Serine-borate complex as a transition-state inhibitor of gamma-glutamyl transpeptidase.

Abstract

.gamma.-Glutamyl transpeptidase, a membrane-bound enzyme, functions in the .gamma.-glutamyl cycle to catalyze utilization of glutathione. The amino-acid-stimulated utilization of glutathione by .gamma.-glutamyl transpeptidase may reflect an aspect of amino acid translocation. As one approach to the effective in vivo inhibition of this enzyme, the inhibition of the [rat kidney] enzyme by L-serine in the presence of borate buffers was reinvestigated. Inhibition by L-serine, D-serine and .alpha.-methyl-DL-serine in the presence of borate is competitive with respect to .gamma.-glutamyl substrate and such inhibition is parallel to the activity of transpeptidase toward L-.gamma.-glutamyl, D-.gamma.-glutamyl and L-.gamma.-(.alpha.-methyl)glutamyl derivatives.

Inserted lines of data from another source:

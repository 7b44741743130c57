//! Root `Server` value: owns the registry, executor, metrics, and
//! shutdown coordinator, passed by reference to collaborators instead of
//! being reached for as lazily-initialized global singletons (§9 design
//! note). Only the logger and metrics collector retain a tiny
//! module-level accessor, per that same note.

use crate::config::{Credentials, Settings};
use crate::dispatcher::shutdown::ShutdownCoordinator;
use crate::error::Error;
use crate::executor::Executor;
use crate::metrics::Metrics;
use crate::registry::Registry;
use crate::transport::Transport;
use std::path::Path;
use std::sync::Arc;

pub struct Server {
    pub registry: Registry,
    pub executor: Executor,
    pub metrics: Arc<Metrics>,
    pub shutdown: ShutdownCoordinator,
}

impl Server {
    /// Loads the registry from `spec_root`, builds the transport from
    /// `credentials`/`settings`, and wires the executor and shutdown
    /// coordinator together.
    ///
    /// # Errors
    /// Returns `Error::Config` if the registry is empty after load, or
    /// whatever error the transport's HTTP client construction surfaces.
    pub fn new(
        spec_root: &Path,
        credentials: Credentials,
        settings: &Settings,
        drain_timeout_secs: u64,
    ) -> Result<Self, Error> {
        let registry = Registry::load(spec_root)?;
        let metrics = Arc::new(Metrics::new());
        let stats = registry.stats();
        metrics.record_registry_load(stats.total as u64, stats.by_product.len() as u64, 0);
        metrics.record_process_start();

        let account_key = credentials.account_key.clone();
        let transport = Transport::new(credentials, settings, &user_agent())?;
        let executor = Executor::new(transport, account_key);

        Ok(Self { registry, executor, metrics, shutdown: ShutdownCoordinator::new(drain_timeout_secs) })
    }
}

fn user_agent() -> String {
    format!("{}/{}", env!("CARGO_PKG_NAME"), env!("CARGO_PKG_VERSION"))
}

L-Serine and borate effectively protect against inactivation of the enzyme by the .gamma.-glutamyl analogs 6-diazo-5-oxonorleucine and azaserine, which bind to the .gamma.-glutamyl site of the enzyme. These studies, kinetic investigations, equilibrium dialysis experiments and other data support the view that inhibition is produced by formation of a serine-borate complex which binds at the .gamma.-glutamyl binding site of the light subunit of .gamma.-glutamyl transpeptidase. The data indicate that serine-borate complex is a transition state inhibitor of .gamma.-glutamyl transpeptidase.